There's no question that Finn is a "legitimate" full name. But here in America, one syllable somehow isn't full enough. American parents often get squeamish about short names, finding them too informal or insubstantial for a legal birth certificate. Not to worry, though. Both origins of Finn offer multisyllabic solutions. If you lean toward the Nordic, you could go with the Icelandic form Finnur which, like much of Icelandic naming, hews close to the old Norse roots. Finn also works as a combining element to produce names like Finnbjørn, Torfinn and Dagfinn. On the Irish side you'll find more names built off of the Fionn element, including Finbar and Fintan. Problem solved...right?

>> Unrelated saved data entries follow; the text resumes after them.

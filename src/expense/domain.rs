//! Core expense domain types.

use std::fmt::Display;

use rusqlite::{
    ToSql,
    types::{FromSql, FromSqlResult, ToSqlOutput, ValueRef},
};
use time::{Date, OffsetDateTime};

use crate::{
    attachment::Attachment, database_id::ExpenseId, filter::SearchableRecord, money::Currency,
    session::UserId,
};

/// The fixed set of expense categories offered by the UI.
///
/// Rows inserted outside the app may carry labels not in the fixed set;
/// these are preserved in the [ExpenseCategory::Unknown] variant so that
/// aggregation treats them as their own bucket instead of failing.
#[derive(Debug, Clone, PartialEq, Eq, Hash)]
pub enum ExpenseCategory {
    FoodAndDining,
    Transportation,
    Shopping,
    Entertainment,
    BillsAndUtilities,
    Healthcare,
    Travel,
    Education,
    Other,
    /// A label outside the fixed set, preserved verbatim.
    Unknown(String),
}

impl ExpenseCategory {
    /// The fixed set, in the order shown in selectors.
    pub const FIXED: [ExpenseCategory; 9] = [
        ExpenseCategory::FoodAndDining,
        ExpenseCategory::Transportation,
        ExpenseCategory::Shopping,
        ExpenseCategory::Entertainment,
        ExpenseCategory::BillsAndUtilities,
        ExpenseCategory::Healthcare,
        ExpenseCategory::Travel,
        ExpenseCategory::Education,
        ExpenseCategory::Other,
    ];

    /// The display label, e.g. "Food & Dining".
    pub fn label(&self) -> &str {
        match self {
            ExpenseCategory::FoodAndDining => "Food & Dining",
            ExpenseCategory::Transportation => "Transportation",
            ExpenseCategory::Shopping => "Shopping",
            ExpenseCategory::Entertainment => "Entertainment",
            ExpenseCategory::BillsAndUtilities => "Bills & Utilities",
            ExpenseCategory::Healthcare => "Healthcare",
            ExpenseCategory::Travel => "Travel",
            ExpenseCategory::Education => "Education",
            ExpenseCategory::Other => "Other",
            ExpenseCategory::Unknown(label) => label,
        }
    }

    /// Parse a label, falling back to [ExpenseCategory::Unknown] for labels
    /// outside the fixed set.
    pub fn from_label(label: &str) -> Self {
        ExpenseCategory::FIXED
            .into_iter()
            .find(|category| category.label() == label)
            .unwrap_or_else(|| ExpenseCategory::Unknown(label.to_owned()))
    }
}

impl Display for ExpenseCategory {
    fn fmt(&self, f: &mut std::fmt::Formatter<'_>) -> std::fmt::Result {
        write!(f, "{}", self.label())
    }
}

impl ToSql for ExpenseCategory {
    fn to_sql(&self) -> rusqlite::Result<ToSqlOutput<'_>> {
        Ok(ToSqlOutput::from(self.label()))
    }
}

impl FromSql for ExpenseCategory {
    fn column_result(value: ValueRef<'_>) -> FromSqlResult<Self> {
        value.as_str().map(ExpenseCategory::from_label)
    }
}

/// An expense: an event where money was spent.
///
/// To create a new `Expense`, use [Expense::build].
#[derive(Debug, Clone, PartialEq)]
pub struct Expense {
    /// The ID of the expense.
    pub id: ExpenseId,
    /// The ID of the user the expense belongs to.
    pub user_id: UserId,
    /// The amount of money spent. Always non-negative.
    pub amount: f64,
    /// A text description of what the expense was for.
    pub description: String,
    /// The category of the expense.
    pub category: ExpenseCategory,
    /// The currency the amount is denominated in.
    pub currency: Currency,
    /// When the expense happened.
    pub date: Date,
    /// Whether the category was filled in by the keyword heuristic.
    pub ai_suggested: bool,
    /// When the row was created, assigned by the store.
    pub created_at: OffsetDateTime,
    /// Files attached to the expense. Only populated by fetch; add returns
    /// the bare record and callers re-fetch to pick attachments up.
    pub attachments: Vec<Attachment>,
}

impl Expense {
    /// Create a new expense.
    ///
    /// Shortcut for [ExpenseBuilder] for discoverability.
    pub fn build(amount: f64, date: Date, description: &str) -> ExpenseBuilder {
        ExpenseBuilder {
            amount,
            date,
            description: description.to_owned(),
            category: ExpenseCategory::Other,
            currency: Currency::Inr,
            ai_suggested: false,
        }
    }
}

impl SearchableRecord for Expense {
    fn description(&self) -> &str {
        &self.description
    }

    fn category_label(&self) -> &str {
        self.category.label()
    }
}

/// A builder for creating [Expense] records.
///
/// Optional fields default to the values the expense form starts with:
/// category "Other", currency INR, heuristic flag off.
#[derive(Debug, Clone, PartialEq)]
pub struct ExpenseBuilder {
    /// The amount of money spent. Must be non-negative.
    pub amount: f64,
    /// When the expense happened.
    pub date: Date,
    /// A text description of what the expense was for.
    pub description: String,
    /// The category of the expense.
    pub category: ExpenseCategory,
    /// The currency the amount is denominated in.
    pub currency: Currency,
    /// Whether the category was filled in by the keyword heuristic.
    pub ai_suggested: bool,
}

impl ExpenseBuilder {
    /// Set the category.
    pub fn category(mut self, category: ExpenseCategory) -> Self {
        self.category = category;
        self
    }

    /// Set the currency.
    pub fn currency(mut self, currency: Currency) -> Self {
        self.currency = currency;
        self
    }

    /// Mark the category as chosen by the keyword heuristic.
    pub fn ai_suggested(mut self, ai_suggested: bool) -> Self {
        self.ai_suggested = ai_suggested;
        self
    }
}
//! A filesystem-backed blob store for attachment files.

use std::{
    fs,
    path::{Path, PathBuf},
};

use crate::{Error, database_id::DatabaseId, session::UserId};

use super::domain::NewAttachmentFile;

/// Stores attachment bytes under a root directory, keyed by the convention
/// `{owner}/{record}/{unique-suffix}.{ext}`.
///
/// The unique suffix is the MD5 digest of the file contents, so re-uploading
/// the same file to the same record overwrites rather than duplicates it.
#[derive(Debug, Clone)]
pub struct AttachmentStore {
    root: PathBuf,
}

impl AttachmentStore {
    /// Create a blob store rooted at `root`. The directory is created lazily
    /// on the first write.
    pub fn new(root: PathBuf) -> Self {
        Self { root }
    }

    /// Write `file` for the given owner and record, returning the store key.
    ///
    /// # Errors
    /// Returns an [Error::AttachmentStorageError] if the directory or file
    /// cannot be written.
    pub fn save(
        &self,
        user_id: &UserId,
        record_id: DatabaseId,
        file: &NewAttachmentFile,
    ) -> Result<String, Error> {
        let key = storage_key(user_id, record_id, &file.file_name, &file.bytes);
        let full_path = self.root.join(&key);

        if let Some(parent) = full_path.parent() {
            fs::create_dir_all(parent)
                .map_err(|error| Error::AttachmentStorageError(error.to_string()))?;
        }

        fs::write(&full_path, &file.bytes)
            .map_err(|error| Error::AttachmentStorageError(error.to_string()))?;

        Ok(key)
    }

    /// Read the bytes stored under `key`.
    ///
    /// # Errors
    /// Returns an [Error::AttachmentStorageError] if the key is malformed or
    /// the file cannot be read.
    pub fn read(&self, key: &str) -> Result<Vec<u8>, Error> {
        // Keys come from the database, but never follow one that could walk
        // out of the store's root directory.
        if Path::new(key).is_absolute() || key.split('/').any(|part| part == "..") {
            return Err(Error::AttachmentStorageError(format!(
                "invalid storage key: {key}"
            )));
        }

        fs::read(self.root.join(key))
            .map_err(|error| Error::AttachmentStorageError(error.to_string()))
    }
}

/// Build the storage key `{owner}/{record}/{md5-hex}.{ext}` for a file.
fn storage_key(user_id: &UserId, record_id: DatabaseId, file_name: &str, bytes: &[u8]) -> String {
    let digest = format!("{:x}", md5::compute(bytes));

    match file_name.rsplit_once('.') {
        Some((_, extension)) if !extension.is_empty() => {
            format!("{user_id}/{record_id}/{digest}.{extension}")
        }
        _ => format!("{user_id}/{record_id}/{digest}"),
    }
}

#[cfg(test)]
mod blob_tests {
    use crate::{Error, attachment::NewAttachmentFile, session::UserId};

    use super::{AttachmentStore, storage_key};

    fn png_file() -> NewAttachmentFile {
        NewAttachmentFile {
            file_name: "receipt.png".to_owned(),
            content_type: "image/png".to_owned(),
            bytes: vec![0x89, 0x50, 0x4e, 0x47],
        }
    }

    #[test]
    fn storage_key_follows_convention() {
        let user_id = UserId::new("user-1");
        let file = png_file();

        let key = storage_key(&user_id, 42, &file.file_name, &file.bytes);

        let parts: Vec<&str> = key.split('/').collect();
        assert_eq!(parts.len(), 3);
        assert_eq!(parts[0], "user-1");
        assert_eq!(parts[1], "42");
        assert!(parts[2].ends_with(".png"));
    }

    #[test]
    fn storage_key_without_extension() {
        let user_id = UserId::new("user-1");

        let key = storage_key(&user_id, 42, "receipt", b"bytes");

        assert!(!key.contains('.'));
    }

    #[test]
    fn save_then_read_round_trips() {
        let dir = tempfile::tempdir().unwrap();
        let store = AttachmentStore::new(dir.path().to_path_buf());
        let user_id = UserId::new("user-1");
        let file = png_file();

        let key = store.save(&user_id, 1, &file).expect("Could not save file");
        let got = store.read(&key).expect("Could not read file");

        assert_eq!(got, file.bytes);
    }

    #[test]
    fn read_rejects_traversal_keys() {
        let dir = tempfile::tempdir().unwrap();
        let store = AttachmentStore::new(dir.path().to_path_buf());

        let result = store.read("../../etc/passwd");

        assert!(matches!(result, Err(Error::AttachmentStorageError(_))));
    }

    #[test]
    fn read_missing_key_fails() {
        let dir = tempfile::tempdir().unwrap();
        let store = AttachmentStore::new(dir.path().to_path_buf());

        let result = store.read("user-1/1/missing.png");

        assert!(matches!(result, Err(Error::AttachmentStorageError(_))));
    }
}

OK, back to reality. Your local playground isn't hopping with Finbars and Finnbjørns. Those names are too big a fashion leap for most American parents. The trick is to extend the name without straying too far from the sweet spot of current style. The most popular solution: Surnames.
Just as Gray became Grayson and Colt became Colton, Finn is growing suffixes that lend it a new surname style. Take a look at the boys' names beginning with FIN in the NameVoyager. Finn first hit the top 1000 in the year 2000; Finley and Finnegan followed a few years' later.

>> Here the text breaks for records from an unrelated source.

//! Helpers for working with the server's configured local timezone.

use time::{Date, OffsetDateTime, UtcOffset};
use time_tz::{Offset, TimeZone};

/// Get the current UTC offset for a canonical timezone name, e.g.
/// "Pacific/Auckland". Returns `None` if the name is not a known timezone.
pub fn get_local_offset(canonical_timezone: &str) -> Option<UtcOffset> {
    time_tz::timezones::get_by_name(canonical_timezone)
        .map(|tz| tz.get_offset_utc(&OffsetDateTime::now_utc()).to_utc())
}

/// Get today's calendar date in the given canonical timezone.
///
/// Record dates and recency cutoffs are compared as plain calendar dates, so
/// "today" must be computed in the user's timezone rather than UTC.
pub fn local_today(canonical_timezone: &str) -> Option<Date> {
    get_local_offset(canonical_timezone)
        .map(|offset| OffsetDateTime::now_utc().to_offset(offset).date())
}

Finlay is actually a classic given name in Scotland, the Anglicized form of Fionnlagh. It's currently the 13th most popular name for Scottish boys. In the U.S., though, Finlay/Finley has always been more familiar as a surname. Looking U.S. census records, surname-Finleys have consistently outnumbered firstname-Finleys by a ratio of 6 to 1. That surname association is reflected in our spelling preference, too. We go with the "e" version Finley, which traditionally is much more standard for a last name than a first.
Finnegan, in contrast, is unambiguously a surname. Many parents find its length and heft appealingly formal. (Ironically, it actually comes from a diminutive of Finn; think of it as Gaelic for "little Finny.") To many parents, Finnegan has another big advantage over Finley, too. If we're squeamish about a boy's name that sounds like a nickname, we positively quail at a boy's name that sounds like a girl. Take a look now at the NameVoyager graph of girl's names starting with Fin. Like Bailey, Kelsey, Shelby, and so many other -y surnames, Finley is becoming a baby-girl magnet. So don't be surprised to see plenty of little boy Finnegans in America's future. Or if you're pondering options for your own little Finn, just trust the name and take it straight.